Interview by Tehani Wessely.
Angela Slatter is the author of The Girl with No Hands and Other Tales, Sourdough and Other Stories, The Bitterwood Bible and Other Recountings, Black-Winged Angels and the Tor.com novella Of Sorrow and Such, as well as Midnight and Moonshine and The Female Factory (both with Lisa L. Hannett). She has won a World Fantasy Award, a British Fantasy Award, one Ditmar Award, and five Aurealis Awards. She has an MA and a PhD in Creative Writing, is a graduate of the Clarion South and the Tin House Summer Writers Workshops, was one of the inaugural Queensland Writers Fellows in 2013/14, and was the Katharine Susannah Prichard Established Writer-in-Residence for 2016. Her debut novel, Vigil, was released in July 2016 by Jo Fletcher Books, and the sequel, Corpselight, will follow in 2017.
Your debut novel, Vigil, was recently released by Hachette Australia, with more in the series to follow. Could you give us the “bar pitch” for the books, and a sneak peek at where protagonist Verity’s journey might be heading?
Well, the book blurb is as follows:
Verity Fassbinder has her feet in two worlds. The daughter of one human and one Weyrd parent, she has very little power herself, but does claim unusual strength − and the ability to walk between us and the other − as a couple of her talents. As such a rarity, she is charged with keeping the peace between both races, and ensuring the Weyrd remain hidden from us.
But now Sirens are dying, illegal wine made from the tears of human children is for sale − and in the hands of those Weyrd who hold with the old ways − and someone has released an unknown and terrifyingly destructive force on the streets of Brisbane.
And Verity must investigate − or risk ancient forces carving our world apart.
I’ve submitted the sequel Corpselight to Jo Fletcher, and suffice to say that Verity is facing a few more challenges to both maintaining her temper and her life as well as those of the people she loves. There are some blasts from the past and more secrets being uncovered. More Rhonda, more Bela, more Ziggi, more David.
On the surface, this series seems to be somewhat of a stylistic departure from your other work (the Bitterwood cycle, for example) but underpinning most of your work seems to always be an anchor of fairy tales or folklore − what is it about these types of stories that appeal to you?

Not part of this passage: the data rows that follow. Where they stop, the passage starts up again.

//! Orders: one concrete action per unit per turn slot.
//!
//! An order is produced by a controller and consumed by [`Order::execute`],
//! which takes it by value; a pending order is executed exactly once and is
//! gone afterwards.

use crate::ability::{self, AbilityError, AbilityKind};
use crate::combat;
use crate::config::GameConfig;
use crate::context::WorldContext;
use crate::error::{ErrorContext, ErrorSeverity, GameError};
use crate::event::{Activity, Frame, Pacing, SoundCue};
use crate::geometry::{Direction, Position};
use crate::state::{Blockers, ItemCategory, MapError, MapObject, UnitId, World};

#[derive(Clone, Copy, Debug, PartialEq, Eq)]
pub enum Order {
    /// Do nothing this turn.
    Stay,
    /// Walk onto an adjacent open tile.
    Move(Position),
    Ability {
        kind: AbilityKind,
        target: Option<Position>,
    },
    /// Walk, or deal with whatever stands on the adjacent tile.
    AttackMove { to: Position, ability: AbilityKind },
    /// Keep walking in one direction until something is in the way.
    FastMove(Direction),
}

/// Result of a successfully executed order.
#[derive(Clone, Copy, Debug, PartialEq, Eq)]
pub struct OrderOutcome {
    /// False for turn-exempt orders; the controller may act again.
    pub consumed_turn: bool,
}

impl OrderOutcome {
    const TURN: Self = Self {
        consumed_turn: true,
    };
    const FREE: Self = Self {
        consumed_turn: false,
    };
}

#[derive(Clone, Debug, PartialEq, thiserror::Error)]
pub enum OrderError {
    #[error("actor {0} not found")]
    ActorNotFound(UnitId),

    #[error("{0} is not adjacent")]
    NotAdjacent(Position),

    #[error("{0} is blocked")]
    Blocked(Position),

    #[error("the door at {0} is locked")]
    Locked(Position),

    #[error(transparent)]
    Ability(#[from] AbilityError),

    #[error(transparent)]
    Map(#[from] MapError),
}

impl GameError for OrderError {
    fn severity(&self) -> ErrorSeverity {
        match self {
            OrderError::ActorNotFound(_) => ErrorSeverity::Validation,
            OrderError::NotAdjacent(_) | OrderError::Blocked(_) | OrderError::Locked(_) => {
                ErrorSeverity::Recoverable
            }
            OrderError::Ability(error) => error.severity(),
            OrderError::Map(error) => error.severity(),
        }
    }

    fn context(&self) -> Option<&ErrorContext> {
        match self {
            OrderError::Ability(error) => error.context(),
            _ => None,
        }
    }

    fn error_code(&self) -> &'static str {
        match self {
            OrderError::ActorNotFound(_) => "ORDER_ACTOR_NOT_FOUND",
            OrderError::NotAdjacent(_) => "ORDER_NOT_ADJACENT",
            OrderError::Blocked(_) => "ORDER_BLOCKED",
            OrderError::Locked(_) => "ORDER_LOCKED",
            OrderError::Ability(error) => error.error_code(),
            OrderError::Map(error) => error.error_code(),
        }
    }
}

/// What an attack-move resolves to, in fallback order.
#[derive(Clone, Copy, Debug, PartialEq, Eq)]
enum AttackMoveStep {
    Walk,
    Strike,
    OpenDoor { locked: bool },
    PushBlock { beyond: Position },
    HitSpawner,
}

impl Order {
    /// Whether executing this order leaves the turn slot open.
    pub fn is_turn_exempt(&self) -> bool {
        matches!(self, Order::Ability { kind, .. } if kind.is_turn_exempt())
    }

    /// Legality check without side effects.
    pub fn check(&self, world: &World, config: &GameConfig, actor: UnitId) -> Result<(), OrderError> {
        let origin = world
            .unit(actor)
            .ok_or(OrderError::ActorNotFound(actor))?
            .position;
        match *self {
            Order::Stay => Ok(()),
            Order::Move(to) => check_step(world, origin, to),
            Order::Ability { kind, target } => {
                ability::check(world, config, actor, kind, target).map_err(OrderError::from)
            }
            Order::AttackMove { to, ability } => {
                attack_move_step(world, config, actor, origin, to, ability).map(|_| ())
            }
            Order::FastMove(direction) => check_step(world, origin, origin.step(direction)),
        }
    }

    /// Executes the order for `actor`.
    ///
    /// A failed order changes nothing; callers treat it like `Stay`.
    pub fn execute(
        self,
        ctx: &mut WorldContext<'_>,
        actor: UnitId,
    ) -> Result<OrderOutcome, OrderError> {
        tracing::debug!(actor = %actor, order = ?self, "executing order");
        match self {
            Order::Stay => Ok(OrderOutcome::TURN),
            Order::Move(to) => {
                walk(ctx, actor, to)?;
                Ok(OrderOutcome::TURN)
            }
            Order::Ability { kind, target } => {
                ability::use_ability(ctx, actor, kind, target)?;
                Ok(if kind.is_turn_exempt() {
                    OrderOutcome::FREE
                } else {
                    OrderOutcome::TURN
                })
            }
            Order::AttackMove { to, ability } => {
                attack_move(ctx, actor, to, ability)?;
                Ok(OrderOutcome::TURN)
            }
            Order::FastMove(direction) => {
                fast_move(ctx, actor, direction)?;
                Ok(OrderOutcome::TURN)
            }
        }
    }
}

fn check_step(world: &World, origin: Position, to: Position) -> Result<(), OrderError> {
    if !origin.is_adjacent(to) {
        return Err(OrderError::NotAdjacent(to));
    }
    if !world.map.is_open(to) {
        return Err(OrderError::Blocked(to));
    }
    Ok(())
}

/// Moves one tile, turning to face the step.
fn walk(ctx: &mut WorldContext<'_>, actor: UnitId, to: Position) -> Result<(), OrderError> {
    let origin = ctx
        .unit(actor)
        .ok_or(OrderError::ActorNotFound(actor))?
        .position;
    check_step(ctx.world, origin, to)?;
    ctx.world.map.move_unit(actor, to)?;
    if let (Some(unit), Some(facing)) = (ctx.world.unit_mut(actor), origin.direction_to(to)) {
        unit.facing = facing;
    }
    ctx.frame(Frame::new(actor, Activity::Walk, Pacing::Short));
    ctx.sound(SoundCue::Footstep);
    combat::collect_pickups(ctx, actor);
    Ok(())
}

/// The attack-move fallback chain: walk, strike a unit, open a door, push a
/// block, hit a spawner. The first rule that applies wins.
fn attack_move_step(
    world: &World,
    config: &GameConfig,
    actor: UnitId,
    origin: Position,
    to: Position,
    ability: AbilityKind,
) -> Result<AttackMoveStep, OrderError> {
    if !origin.is_adjacent(to) {
        return Err(OrderError::NotAdjacent(to));
    }
    let blockers = world.map.blockers(to);

    if blockers.is_empty() {
        return Ok(AttackMoveStep::Walk);
    }
    if blockers.contains(Blockers::UNIT) {
        ability::check(world, config, actor, ability, Some(to))?;
        return Ok(AttackMoveStep::Strike);
    }
    if blockers.intersects(Blockers::OUT_OF_BOUNDS | Blockers::WALL) {
        return Err(OrderError::Blocked(to));
    }
    if blockers.contains(Blockers::DOOR) {
        let locked = world
            .map
            .objects_at(to)
            .iter()
            .any(|object| matches!(object, MapObject::Door(door) if door.locked));
        let has_key = world
            .unit(actor)
            .is_some_and(|unit| unit.inventory.count(ItemCategory::Key) > 0);
        if locked && !has_key {
            return Err(OrderError::Locked(to));
        }
        return Ok(AttackMoveStep::OpenDoor { locked });
    }
    if blockers.contains(Blockers::BLOCK) {
        let direction = origin
            .direction_to(to)
            .ok_or(OrderError::NotAdjacent(to))?;
        let beyond = to.step(direction);
        if !world.map.is_open(beyond) {
            return Err(OrderError::Blocked(beyond));
        }
        return Ok(AttackMoveStep::PushBlock { beyond });
    }
    if blockers.contains(Blockers::SPAWNER) {
        return Ok(AttackMoveStep::HitSpawner);
    }
    Err(OrderError::Blocked(to))
}

fn attack_move(
    ctx: &mut WorldContext<'_>,
    actor: UnitId,
    to: Position,
    ability: AbilityKind,
) -> Result<(), OrderError> {
    let (origin, name) = ctx
        .unit(actor)
        .map(|unit| (unit.position, unit.name.clone()))
        .ok_or(OrderError::ActorNotFound(actor))?;

    match attack_move_step(ctx.world, ctx.config, actor, origin, to, ability)? {
        AttackMoveStep::Walk => walk(ctx, actor, to)?,
        AttackMoveStep::Strike => ability::use_ability(ctx, actor, ability, Some(to))?,
        AttackMoveStep::OpenDoor { locked } => {
            if locked {
                if let Some(unit) = ctx.unit_mut(actor) {
                    unit.inventory.remove(ItemCategory::Key);
                }
            }
            if let Some(door) = ctx.world.map.door_mut(to) {
                door.locked = false;
                door.open = true;
            }
            ctx.sound(SoundCue::OpenDoor);
            ctx.log(if locked {
                format!("{name} unlocks the door")
            } else {
                format!("{name} opens the door")
            });
        }
        AttackMoveStep::PushBlock { beyond } => {
            ctx.world.map.take_block(to);
            ctx.world
                .map
                .add_object(beyond, MapObject::Block);
            walk(ctx, actor, to)?;
        }
        AttackMoveStep::HitSpawner => {
            let damage = ctx.unit(actor).map_or(0, |unit| unit.melee_damage());
            ctx.frame(Frame::new(actor, Activity::Attack, Pacing::Short));
            combat::damage_object(ctx, to, damage, Some(actor));
        }
    }
    Ok(())
}

/// Repeats single steps until the way is blocked, something was picked up
/// or a hostile unit is adjacent.
fn fast_move(
    ctx: &mut WorldContext<'_>,
    actor: UnitId,
    direction: Direction,
) -> Result<(), OrderError> {
    let mut steps = 0;
    while steps < ctx.config.fast_move_limit {
        let Some(position) = ctx.unit(actor).map(|unit| unit.position) else {
            break;
        };
        let next = position.step(direction);
        if !ctx.world.map.is_open(next) {
            break;
        }
        let had_pickups = ctx.world.map.objects_at(next).iter().any(|o| o.is_pickup());
        walk(ctx, actor, next)?;
        steps += 1;
        if had_pickups || hostile_adjacent(ctx.world, actor) {
            break;
        }
    }
    if steps == 0 {
        let position = ctx.unit(actor).map_or(Position::ORIGIN, |unit| unit.position);
        return Err(OrderError::Blocked(position.step(direction)));
    }
    Ok(())
}

fn hostile_adjacent(world: &World, actor: UnitId) -> bool {
    let Some(unit) = world.unit(actor) else {
        return false;
    };
    unit.position
        .neighbors()
        .filter_map(|tile| world.map.unit_at(tile))
        .filter_map(|id| world.unit(id))
        .any(|other| unit.is_hostile_to(other))
}
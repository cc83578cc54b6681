//! Item catalog loader.

use std::path::Path;

use crawl_core::Item;
use serde::{Deserialize, Serialize};

use crate::loaders::{LoadResult, read_file};

/// Item catalog as stored in RON.
#[derive(Debug, Clone, Serialize, Deserialize)]
pub struct ItemCatalog {
    pub items: Vec<Item>,
}

/// Loader for item catalogs from RON files.
pub struct ItemLoader;

impl ItemLoader {
    /// Load item definitions from a RON file.
    pub fn load(path: &Path) -> LoadResult<Vec<Item>> {
        let content = read_file(path)?;
        Self::parse(&content)
    }

    /// Parse item definitions from RON text.
    pub fn parse(content: &str) -> LoadResult<Vec<Item>> {
        let catalog: ItemCatalog = ron::from_str(content)
            .map_err(|e| anyhow::anyhow!("Failed to parse items RON: {}", e))?;

        for item in &catalog.items {
            if !(0.0..=1.0).contains(&item.absorb) || !(0.0..=1.0).contains(&item.block) {
                anyhow::bail!("Item '{}' mitigates outside [0, 1]", item.name);
            }
        }

        Ok(catalog.items)
    }
}
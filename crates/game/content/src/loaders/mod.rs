//! Content loaders for reading game data from files.

pub mod config;
pub mod factory;
pub mod item;
pub mod map;
pub mod models;

pub use config::ConfigLoader;
pub use factory::ContentFactory;
pub use item::ItemLoader;
pub use map::{MapLoader, Placement, Scenario, SpawnerPlacement};
pub use models::ModelLoader;

use std::path::Path;

/// Common result type for loaders.
pub type LoadResult<T> = anyhow::Result<T>;

/// Helper function to read file contents.
pub(crate) fn read_file(path: &Path) -> LoadResult<String> {
    std::fs::read_to_string(path)
        .map_err(|e| anyhow::anyhow!("Failed to read file {}: {}", path.display(), e))
}
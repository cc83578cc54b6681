//! Player input.
//!
//! Commands arrive from the frontend as [`PlayerCommand`]s, are validated
//! against the current world and become [`Order`]s. A command that fails
//! validation plays the Blocked cue and is dropped; the player keeps the turn.
//! If nothing legal is left in the queue the scheduler waits for more input.

use std::collections::VecDeque;

use crate::ability::AbilityKind;
use crate::config::GameConfig;
use crate::context::WorldContext;
use crate::event::SoundCue;
use crate::geometry::{Direction, Position};
use crate::order::{Order, OrderError};
use crate::state::{UnitId, World};
use crate::turn::Controller;

/// A raw request from the player.
#[derive(Clone, Copy, Debug, PartialEq, Eq)]
#[cfg_attr(feature = "serde", derive(serde::Serialize, serde::Deserialize))]
pub enum PlayerCommand {
    Stay,
    /// Walk one tile, attacking or interacting with whatever is there.
    Step(Direction),
    FastMove(Direction),
    UseAbility {
        ability: AbilityKind,
        target: Option<Position>,
    },
}

/// Turns a command into an order, checking it is legal right now.
pub fn validate(
    world: &World,
    config: &GameConfig,
    actor: UnitId,
    command: PlayerCommand,
) -> Result<Order, OrderError> {
    let origin = world
        .unit(actor)
        .ok_or(OrderError::ActorNotFound(actor))?
        .position;
    let order = match command {
        PlayerCommand::Stay => Order::Stay,
        PlayerCommand::Step(direction) => Order::AttackMove {
            to: origin.step(direction),
            ability: AbilityKind::Attack,
        },
        PlayerCommand::FastMove(direction) => Order::FastMove(direction),
        PlayerCommand::UseAbility { ability, target } => Order::Ability {
            kind: ability,
            target,
        },
    };
    order.check(world, config, actor)?;
    Ok(order)
}

/// Queue of pending player commands.
///
/// An empty queue means the player stays. A queue emptied by rejections
/// means the turn waits.
#[derive(Clone, Debug, Default)]
pub struct PlayerInput {
    queue: VecDeque<PlayerCommand>,
    rejected: usize,
}

impl PlayerInput {
    pub fn new() -> Self {
        Self::default()
    }

    pub fn push(&mut self, command: PlayerCommand) {
        self.queue.push_back(command);
    }

    pub fn extend(&mut self, commands: impl IntoIterator<Item = PlayerCommand>) {
        self.queue.extend(commands);
    }

    pub fn pending(&self) -> usize {
        self.queue.len()
    }

    /// Number of commands dropped because they were illegal when their turn came.
    pub fn rejected(&self) -> usize {
        self.rejected
    }

    fn reject(
        &mut self,
        ctx: &mut WorldContext<'_>,
        unit: UnitId,
        command: PlayerCommand,
        error: OrderError,
    ) {
        tracing::debug!(unit = %unit, ?command, %error, "command rejected");
        self.rejected += 1;
        ctx.sound(SoundCue::Blocked);
    }
}

impl FromIterator<PlayerCommand> for PlayerInput {
    fn from_iter<I: IntoIterator<Item = PlayerCommand>>(iter: I) -> Self {
        Self {
            queue: iter.into_iter().collect(),
            rejected: 0,
        }
    }
}

impl Controller for PlayerInput {
    /// Drops illegal commands from the front of the queue. Not ready when
    /// that left the queue empty.
    fn ready(&mut self, ctx: &mut WorldContext<'_>, unit: UnitId) -> bool {
        let rejected = self.rejected;
        while let Some(&command) = self.queue.front() {
            match validate(ctx.world, ctx.config, unit, command) {
                Ok(_) => return true,
                Err(error) => {
                    self.queue.pop_front();
                    self.reject(ctx, unit, command, error);
                }
            }
        }
        self.rejected == rejected
    }

    fn next_order(&mut self, ctx: &mut WorldContext<'_>, unit: UnitId) -> Order {
        while let Some(command) = self.queue.pop_front() {
            match validate(ctx.world, ctx.config, unit, command) {
                Ok(order) => return order,
                Err(error) => self.reject(ctx, unit, command, error),
            }
        }
        Order::Stay
    }

    fn skip(&mut self, _ctx: &mut WorldContext<'_>, unit: UnitId) {
        if let Some(command) = self.queue.pop_front() {
            tracing::debug!(unit = %unit, ?command, "command discarded, player cannot act");
        }
    }
}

I just love them! I love the idea that these stories are anchored in our pasts, that most if not all cultures start their children’s lives with fairy and folk tales. I love that this lays down a kind of bedrock in the memory that can be accessed in very simple (or complex) ways, for example saying something like “There’s a wolf in the woods” − that will start a train of thought about Little Red Riding Hood and other fairy tale-y kinds of stories. They were my first stories, the very first things I fell in love with.
Other than Verity’s ongoing adventures, what else are you working on over the next year or so?
I have two new collections coming out: Winter Children and Other Chilling Tales, from PS Publishing in the UK, which is mostly reprints except for a new story “The Red Forest”, and another from Prime Books in the US, A Feast of Sorrows: Stories, again, mostly reprints except it contains a new novella and a new story, which are the first tales from another Tartarus collection, The Tallow-Wife and Other Tales, which will be a 2017 publication. I have about ten commissioned short stories to work on, I have Sourdough novel called The Briar Book of the Dead, which I’m working on, and two novellas: The Crimson Road and Fitcher’s Bird. Pitching a new Verity trilogy because I’ll have handed in the third book by March next year and will need some new income! And pitching a Scandalous Lady Detective duopoly. And a few secret things.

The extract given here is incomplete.